===== MATERIAL SUPPLIED

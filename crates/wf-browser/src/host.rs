use crate::custom_tabs::CloseListener;
use crate::custom_tabs::CustomTabsIntegration;
use crate::custom_tabs::noop_close_listener;
use crate::layout::BrowserLayout;
use crate::layout::LayoutToolbar;
use crate::navigation::Directions;
use crate::navigation::Gravity;
use crate::navigation::Navigator;
use crate::navigation::ScreenId;
use crate::navigation::SitePermissions;
use crate::settings::WayfarerSettings;
use core::fmt;
use parking_lot::Mutex;
use std::sync::Arc;
use tracing::debug;
use tracing::info;
use wf_core::SessionId;
use wf_feature::BackChain;
use wf_feature::BackOutcome;
use wf_feature::ViewBoundFeature;
use wf_lifecycle::Lifecycle;
use wf_store::BrowserAction;
use wf_store::BrowserState;
use wf_store::BrowserStore;
use wf_store::Consumer;
use wf_store::SessionRecord;
use wf_store::SessionSource;
use wf_store::consume_from;
use wf_toolbar::ToolbarController;
use wf_toolbar::TrustedScopeToolbarFeature;

const CUSTOM_TABS_CONSUMER: &str = "custom-tabs";
const REMOVE_SESSION_CONSUMER: &str = "remove-session";

type HideToolbarFeature<T> = TrustedScopeToolbarFeature<LayoutToolbar<T>>;

/// Browser screen hosting a page opened by another application.
///
/// The screen owns two feature slots: the custom-tab integration, bound to the
/// screen and its content view, and the toolbar visibility feature, bound to
/// the screen and the toolbar view. Store snapshots reach the toolbar feature
/// only while the screen is active.
pub struct ExternalAppBrowser<T: ToolbarController + 'static, N: Navigator> {
    store: BrowserStore,
    owner: Lifecycle,
    custom_tab_session_id: Option<SessionId>,
    toolbar: Arc<T>,
    navigator: N,
    settings: WayfarerSettings,
    layout: BrowserLayout,
    on_close: CloseListener,
    custom_tabs: ViewBoundFeature<CustomTabsIntegration>,
    hide_toolbar: ViewBoundFeature<HideToolbarFeature<T>>,
    back_chain: BackChain,
    consumer: Mutex<Option<Consumer>>,
}

impl<T: ToolbarController + 'static, N: Navigator> fmt::Debug for ExternalAppBrowser<T, N> {
    fn fmt(&self, f: &mut fmt::Formatter<'_>) -> fmt::Result {
        f.debug_struct("ExternalAppBrowser")
            .field("owner", &self.owner.name())
            .field("custom_tab_session_id", &self.custom_tab_session_id)
            .field("custom_tabs", &self.custom_tabs)
            .field("hide_toolbar", &self.hide_toolbar)
            .field("back_chain", &self.back_chain)
            .finish()
    }
}

impl<T: ToolbarController + 'static, N: Navigator> ExternalAppBrowser<T, N> {
    pub fn new(
        store: BrowserStore,
        owner: Lifecycle,
        custom_tab_session_id: Option<SessionId>,
        toolbar: Arc<T>,
        navigator: N,
        settings: WayfarerSettings,
    ) -> Self {
        let layout = BrowserLayout::new(settings.toolbar.height_px, settings.toolbar.gravity);
        let mut host = Self {
            store,
            owner,
            custom_tab_session_id,
            toolbar,
            navigator,
            settings,
            layout,
            on_close: noop_close_listener(),
            custom_tabs: ViewBoundFeature::new("custom-tabs-integration"),
            hide_toolbar: ViewBoundFeature::new("hide-toolbar"),
            back_chain: BackChain::new(),
            consumer: Mutex::new(None),
        };
        host.back_chain = host.build_back_chain();
        host
    }

    /// Called when back navigation closes the screen.
    pub fn with_close_listener<F>(mut self, listener: F) -> Self
    where
        F: Fn(&SessionId) + Send + Sync + 'static,
    {
        self.on_close = Arc::new(listener);
        self.back_chain = self.build_back_chain();
        self
    }

    fn build_back_chain(&self) -> BackChain {
        let store = self.store.clone();
        let session_id = self.custom_tab_session_id.clone();
        let on_close = Arc::clone(&self.on_close);
        BackChain::new()
            .then(CUSTOM_TABS_CONSUMER, self.custom_tabs.clone())
            .then_fn(REMOVE_SESSION_CONSUMER, move || {
                remove_session_if_needed(&store, session_id.as_ref(), &on_close)
            })
    }

    pub fn store(&self) -> &BrowserStore {
        &self.store
    }

    pub fn owner(&self) -> &Lifecycle {
        &self.owner
    }

    pub fn custom_tab_session_id(&self) -> Option<&SessionId> {
        self.custom_tab_session_id.as_ref()
    }

    pub fn settings(&self) -> &WayfarerSettings {
        &self.settings
    }

    /// The session this screen shows: the custom-tab session when set,
    /// otherwise the selected one.
    pub fn session(&self) -> Option<SessionRecord> {
        let snapshot = self.store.current_snapshot();
        resolve_session(&snapshot, self.custom_tab_session_id.as_ref()).cloned()
    }

    /// Wires the screen's features to freshly created views.
    ///
    /// Returns the screen's session, or `None` (wiring nothing) when it is not
    /// in the store. Calling this again after the views are recreated replaces
    /// the previous features and subscription.
    pub fn initialize_ui(
        &self,
        view: &Lifecycle,
        toolbar_view: &Lifecycle,
    ) -> Option<SessionRecord> {
        let Some(session) = self.session() else {
            debug!(owner = self.owner.name(), "no session for screen, nothing to wire");
            return None;
        };

        self.layout.set_full_screen(false);

        if let Some(session_id) = &self.custom_tab_session_id {
            self.custom_tabs.set(
                CustomTabsIntegration::new(
                    self.store.clone(),
                    session_id.clone(),
                    Arc::clone(&self.toolbar) as Arc<dyn ToolbarController>,
                    Arc::clone(&self.on_close),
                ),
                &self.owner,
                view,
            );

            match session.custom_tab_config.as_ref() {
                Some(config) => {
                    let controller =
                        LayoutToolbar::new(Arc::clone(&self.toolbar), self.layout.clone());
                    self.hide_toolbar.set(
                        TrustedScopeToolbarFeature::new(
                            config.token.clone(),
                            controller,
                            self.settings.toolbar.notify,
                        ),
                        &self.owner,
                        toolbar_view,
                    );
                }
                None => debug!(session = %session_id, "session has no custom tab config"),
            }
        }

        let hide_toolbar = self.hide_toolbar.clone();
        let consumer = consume_from(&self.store, &self.owner, move |state: &BrowserState| {
            hide_toolbar.with_feature(|feature| feature.on_snapshot(state));
        });
        *self.consumer.lock() = Some(consumer);

        info!(
            session = %session.id,
            custom_tab = self.custom_tab_session_id.is_some(),
            toolbar_feature = self.hide_toolbar.is_present(),
            gravity = self.layout_gravity().as_str(),
            "external app browser initialized"
        );
        Some(session)
    }

    pub fn has_custom_tabs_integration(&self) -> bool {
        self.custom_tabs.is_present()
    }

    pub fn has_toolbar_feature(&self) -> bool {
        self.hide_toolbar.is_present()
    }

    pub fn is_consuming(&self) -> bool {
        self.consumer
            .lock()
            .as_ref()
            .is_some_and(Consumer::is_active)
    }

    pub fn in_full_screen(&self) -> bool {
        self.layout.in_full_screen()
    }

    /// Top and bottom margins of the engine view; zero in full screen.
    pub fn layout_margins(&self) -> (u32, u32) {
        self.layout.margins()
    }

    pub fn engine_margins(&self) -> (u32, u32) {
        self.layout.engine_margins()
    }

    pub fn layout_gravity(&self) -> Gravity {
        self.layout.gravity()
    }

    pub fn handle_back(&self) -> BackOutcome {
        self.handle_back_or(|| {})
    }

    /// Offers the back press to the screen's consumers and runs `default`
    /// when none takes it.
    pub fn handle_back_or<F: FnOnce()>(&self, default: F) -> BackOutcome {
        let outcome = self.back_chain.handle_back_or(default);
        info!(?outcome, "back press handled");
        outcome
    }

    /// Returns true if the screen consumed the back press.
    pub fn on_back_pressed(&self) -> bool {
        self.handle_back().is_consumed()
    }

    pub fn remove_session_if_needed(&self) -> bool {
        remove_session_if_needed(
            &self.store,
            self.custom_tab_session_id.as_ref(),
            &self.on_close,
        )
    }

    pub fn nav_to_quick_settings_sheet(
        &self,
        session: &SessionRecord,
        site_permissions: Option<SitePermissions>,
    ) {
        let directions = Directions::QuickSettingsSheet {
            session_id: session.id.clone(),
            url: session.url.clone(),
            is_secured: session.secure,
            is_tracking_protection_on: session.tracking_protection,
            site_permissions,
            gravity: self.layout_gravity(),
        };
        self.navigator.navigate_to(ScreenId::ExternalAppBrowser, directions);
    }

    pub fn nav_to_tracking_protection_panel(&self, session: &SessionRecord) {
        let directions = Directions::TrackingProtectionPanel {
            session_id: session.id.clone(),
            url: session.url.clone(),
            tracking_protection_enabled: session.tracking_protection,
            gravity: self.layout_gravity(),
        };
        self.navigator.navigate_to(ScreenId::ExternalAppBrowser, directions);
    }
}

fn resolve_session<'a>(
    state: &'a BrowserState,
    session_id: Option<&SessionId>,
) -> Option<&'a SessionRecord> {
    match session_id {
        Some(id) => state.session(id),
        None => state.selected_session(),
    }
}

/// Removes a session opened from an outside link and closes the screen.
fn remove_session_if_needed(
    store: &BrowserStore,
    session_id: Option<&SessionId>,
    on_close: &CloseListener,
) -> bool {
    let snapshot = store.current_snapshot();
    let Some(session) = resolve_session(&snapshot, session_id) else {
        return false;
    };
    if session.source != SessionSource::ActionView {
        return false;
    }

    let id = session.id.clone();
    store.dispatch(BrowserAction::RemoveSession { session_id: id.clone() });
    on_close(&id);
    true
}
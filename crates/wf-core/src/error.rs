use thiserror::Error;

/// Result alias used across the workspace.
pub type WayfarerResult<T> = Result<T, WayfarerError>;

/// Top-level error type.
///
/// Only malformed input is surfaced through this type. Lookup misses and
/// lifecycle misuse are absorbed where they happen and never become errors.
#[derive(Debug, Clone, PartialEq, Eq, Error)]
pub enum WayfarerError {
    #[error("failed to parse URL `{input}`: {reason}")]
    InvalidUrl { input: String, reason: String },

    #[error("URL `{0}` cannot carry an origin")]
    OpaqueOrigin(String),

    #[error("unsupported scheme `{0}`")]
    UnsupportedScheme(String),

    #[error("URL `{0}` must include a host")]
    MissingHost(String),

    #[error("unable to determine effective port for `{0}`")]
    MissingPort(String),
}

impl WayfarerError {
    /// Stable dotted code for log fields and assertions.
    pub fn code(&self) -> &'static str {
        match self {
            Self::InvalidUrl { .. } => "net.url.invalid",
            Self::OpaqueOrigin(_) => "net.url.invalid_base",
            Self::UnsupportedScheme(_) => "net.url.scheme_unsupported",
            Self::MissingHost(_) => "net.url.host_missing",
            Self::MissingPort(_) => "net.url.port_missing",
        }
    }
}
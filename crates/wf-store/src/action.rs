use crate::state::CustomTabConfig;
use crate::state::SessionRecord;
use serde::Deserialize;
use serde::Serialize;
use wf_core::CustomTabToken;
use wf_core::SessionId;

/// State transitions accepted by the browser store.
#[derive(Debug, Clone, PartialEq, Eq, Serialize, Deserialize)]
#[serde(tag = "type", rename_all = "snake_case")]
pub enum BrowserAction {
    AddSession {
        session: SessionRecord,
        #[serde(default)]
        select: bool,
    },
    RemoveSession {
        session_id: SessionId,
    },
    SelectSession {
        session_id: SessionId,
    },
    UpdateUrl {
        session_id: SessionId,
        url: String,
    },
    UpdateSecurity {
        session_id: SessionId,
        secure: bool,
    },
    UpdateTrackingProtection {
        session_id: SessionId,
        enabled: bool,
    },
    /// Registers custom tab data for `config.token`, keeping any trusted
    /// origins already recorded for it.
    AddCustomTab {
        config: CustomTabConfig,
    },
    RemoveCustomTab {
        token: CustomTabToken,
    },
    /// Adds one verified origin to the token's scope.
    TrustOrigin {
        token: CustomTabToken,
        origin: String,
    },
    SetTrustedOrigins {
        token: CustomTabToken,
        origins: Vec<String>,
    },
}

impl BrowserAction {
    pub fn add_custom_tab(token: CustomTabToken) -> Self {
        Self::AddCustomTab {
            config: CustomTabConfig::new(token),
        }
    }
}
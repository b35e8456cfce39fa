use parking_lot::Mutex;
use serde::Deserialize;
use std::sync::Arc;
use thiserror::Error;
use tracing::debug;
use wf_browser::Directions;
use wf_browser::ExternalAppBrowser;
use wf_browser::Navigator;
use wf_browser::ScreenId;
use wf_browser::SitePermissions;
use wf_browser::WayfarerSettings;
use wf_core::SessionId;
use wf_feature::BackOutcome;
use wf_lifecycle::Lifecycle;
use wf_store::BrowserAction;
use wf_store::BrowserState;
use wf_store::DisplayOptions;
use wf_store::browser_store;
use wf_toolbar::ToolbarController;

#[derive(Debug, Error)]
pub enum ReplayError {
    #[error("failed to read scenario: {0}")]
    Io(#[from] std::io::Error),
    #[error("failed to parse scenario: {0}")]
    Json(#[from] serde_json::Error),
    #[error(transparent)]
    Settings(#[from] wf_browser::SettingsError),
}

#[derive(Debug, Clone, Deserialize)]
#[serde(rename_all = "camelCase")]
pub struct Scenario {
    #[serde(default)]
    pub custom_tab_session_id: Option<SessionId>,
    #[serde(default)]
    pub initial_state: BrowserState,
    #[serde(default)]
    pub steps: Vec<Step>,
}

#[derive(Debug, Clone, Deserialize)]
#[serde(tag = "step", rename_all = "snake_case")]
pub enum Step {
    Dispatch { action: BrowserAction },
    Lifecycle { target: Target, event: LifecycleEvent },
    Initialize,
    Back,
    QuickSettings {
        #[serde(default)]
        site_permissions: Option<SitePermissions>,
    },
    TrackingProtection,
}

#[derive(Debug, Clone, Copy, Deserialize)]
#[serde(rename_all = "snake_case")]
pub enum Target {
    Owner,
    View,
    Toolbar,
}

#[derive(Debug, Clone, Copy, Deserialize)]
#[serde(rename_all = "snake_case")]
pub enum LifecycleEvent {
    Activate,
    Deactivate,
    Destroy,
}

type Transcript = Arc<Mutex<Vec<String>>>;

struct PrintingToolbar {
    transcript: Transcript,
}

impl ToolbarController for PrintingToolbar {
    fn set_visible(&self, visible: bool) {
        self.transcript.lock().push(format!("toolbar visible={visible}"));
    }

    fn apply_display_options(&self, options: &DisplayOptions) {
        let color = options
            .toolbar_color
            .map_or_else(|| "-".to_owned(), |color| format!("{color:#08x}"));
        self.transcript.lock().push(format!(
            "toolbar branding title={} color={color} share={} url_bar_hiding={}",
            options.title.as_deref().unwrap_or("-"),
            options.show_share_menu_item,
            options.enable_url_bar_hiding,
        ));
    }
}

struct PrintingNavigator {
    transcript: Transcript,
}

impl Navigator for PrintingNavigator {
    fn navigate_to(&self, from: ScreenId, directions: Directions) {
        let rendered =
            serde_json::to_string(&directions).unwrap_or_else(|error| error.to_string());
        self.transcript.lock().push(format!(
            "navigate from={from:?} session={} {rendered}",
            directions.session_id()
        ));
    }
}

/// Runs `scenario` with the screen's owner and views initially active and
/// returns one line per observable event.
pub fn replay(scenario: &Scenario, settings: WayfarerSettings) -> Vec<String> {
    let transcript: Transcript = Arc::new(Mutex::new(Vec::new()));
    let store = browser_store(scenario.initial_state.clone());
    let owner = Lifecycle::new("external-app-browser");
    let view = Lifecycle::new("engine-view");
    let toolbar_view = Lifecycle::new("toolbar-view");
    for lifecycle in [&owner, &view, &toolbar_view] {
        lifecycle.activate();
    }

    let closed = Arc::clone(&transcript);
    let host = ExternalAppBrowser::new(
        store.clone(),
        owner.clone(),
        scenario.custom_tab_session_id.clone(),
        Arc::new(PrintingToolbar {
            transcript: Arc::clone(&transcript),
        }),
        PrintingNavigator {
            transcript: Arc::clone(&transcript),
        },
        settings,
    )
    .with_close_listener(move |session_id| {
        closed.lock().push(format!("closed session={session_id}"));
    });

    for (index, step) in scenario.steps.iter().enumerate() {
        debug!(index, ?step, "replaying step");
        match step {
            Step::Dispatch { action } => store.dispatch(action.clone()),
            Step::Lifecycle { target, event } => {
                let lifecycle = match target {
                    Target::Owner => &owner,
                    Target::View => &view,
                    Target::Toolbar => &toolbar_view,
                };
                match event {
                    LifecycleEvent::Activate => lifecycle.activate(),
                    LifecycleEvent::Deactivate => lifecycle.deactivate(),
                    LifecycleEvent::Destroy => lifecycle.destroy(),
                };
            }
            Step::Initialize => {
                let line = match host.initialize_ui(&view, &toolbar_view) {
                    Some(session) => format!("initialize session={}", session.id),
                    None => "initialize skipped".to_owned(),
                };
                transcript.lock().push(line);
            }
            Step::Back => {
                let line = match host.handle_back() {
                    BackOutcome::Consumed(by) => format!("back consumed by={by}"),
                    BackOutcome::Unhandled => "back unhandled".to_owned(),
                };
                transcript.lock().push(line);
            }
            Step::QuickSettings { site_permissions } => match host.session() {
                Some(session) => {
                    host.nav_to_quick_settings_sheet(&session, site_permissions.clone());
                }
                None => transcript.lock().push("navigate skipped".to_owned()),
            },
            Step::TrackingProtection => match host.session() {
                Some(session) => host.nav_to_tracking_protection_panel(&session),
                None => transcript.lock().push("navigate skipped".to_owned()),
            },
        }
    }

    transcript.lock().clone()
}

pub fn parse_scenario(json: &str) -> Result<Scenario, ReplayError> {
    Ok(serde_json::from_str(json)?)
}
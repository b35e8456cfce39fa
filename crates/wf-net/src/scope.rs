//! Trusted-origin sets attached to custom tabs.

use crate::origin::Origin;
use std::collections::HashSet;
use tracing::warn;

/// Set of origins for which the host application suppresses browser chrome.
#[derive(Debug, Clone, Default, PartialEq, Eq)]
pub struct TrustedScope {
    origins: HashSet<Origin>,
}

impl TrustedScope {
    /// Builds a scope from origin strings. Entries that do not parse are skipped.
    pub fn from_origins<I>(origins: I) -> Self
    where
        I: IntoIterator,
        I::Item: AsRef<str>,
    {
        let mut parsed = HashSet::new();
        for raw in origins {
            let raw = raw.as_ref();
            match Origin::parse(raw) {
                Ok(origin) => {
                    parsed.insert(origin);
                }
                Err(error) => {
                    warn!(
                        origin = raw,
                        code = error.code(),
                        "ignoring unparsable trusted origin"
                    );
                }
            }
        }
        Self { origins: parsed }
    }

    pub fn is_empty(&self) -> bool {
        self.origins.is_empty()
    }

    pub fn len(&self) -> usize {
        self.origins.len()
    }

    pub fn contains(&self, origin: &Origin) -> bool {
        self.origins.contains(origin)
    }

    /// Returns true only if `url` parses and its origin is in the scope.
    pub fn contains_url(&self, url: &str) -> bool {
        if self.is_empty() {
            return false;
        }
        Origin::parse(url).is_ok_and(|origin| self.contains(&origin))
    }
}
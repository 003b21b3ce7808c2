//! Destination records and shutdown status.

use serde::{Deserialize, Serialize};
use std::fmt;

/// Operating status of the vault or of a single destination.
///
/// `Active` is the only state that can be left, and only towards one of the
/// two terminal states.
#[derive(Clone, Copy, Debug, Default, PartialEq, Eq, Hash, Serialize, Deserialize)]
#[serde(rename_all = "snake_case")]
pub enum ShutdownStatus {
    /// Normal operation.
    #[default]
    Active,
    /// Retired in an orderly fashion.
    Deprecated,
    /// Shut down in response to an exploit.
    Exploit,
}

impl ShutdownStatus {
    /// Returns `true` for [`ShutdownStatus::Active`].
    pub fn is_active(&self) -> bool {
        matches!(self, ShutdownStatus::Active)
    }

    /// Whether `self → next` is a legal transition.
    pub fn can_transition_to(&self, next: ShutdownStatus) -> bool {
        self.is_active() && !next.is_active()
    }
}

impl fmt::Display for ShutdownStatus {
    fn fmt(&self, f: &mut fmt::Formatter<'_>) -> fmt::Result {
        match self {
            ShutdownStatus::Active => write!(f, "active"),
            ShutdownStatus::Deprecated => write!(f, "deprecated"),
            ShutdownStatus::Exploit => write!(f, "exploit"),
        }
    }
}

/// What the vault has deployed to one destination.
///
/// Underlying amounts are in the destination's own token; the value is in
/// the vault's base asset as of the last report.
#[derive(Clone, Copy, Debug, Default, PartialEq, Eq, Serialize, Deserialize)]
pub struct DestinationInfo {
    /// Underlying held directly by the vault.
    pub internal_debt_amount: u128,
    /// Underlying staked with an external rewarder.
    pub external_debt_amount: u128,
    /// Base-asset value of the whole position.
    pub last_reported_value: u128,
    /// Epoch seconds of the last report.
    pub last_report_timestamp: u64,
}

impl DestinationInfo {
    /// Internal plus external underlying. `None` on overflow.
    pub fn underlying(&self) -> Option<u128> {
        self.internal_debt_amount
            .checked_add(self.external_debt_amount)
    }

    /// Nothing left to recover.
    pub fn is_drained(&self) -> bool {
        self.internal_debt_amount == 0
            && self.external_debt_amount == 0
            && self.last_reported_value == 0
    }

    /// Zeroes the amounts, keeping the report timestamp.
    pub fn clear(&mut self) {
        self.internal_debt_amount = 0;
        self.external_debt_amount = 0;
        self.last_reported_value = 0;
    }
}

==========

ABOUT THIS EXERCISE:
From the entries above, copy every line containing the word "const".

ANSWER SECTION:
const CUSTOM_TABS_CONSUMER: &str = "custom-tabs";
const REMOVE_SESSION_CONSUMER: &str = "remove-session";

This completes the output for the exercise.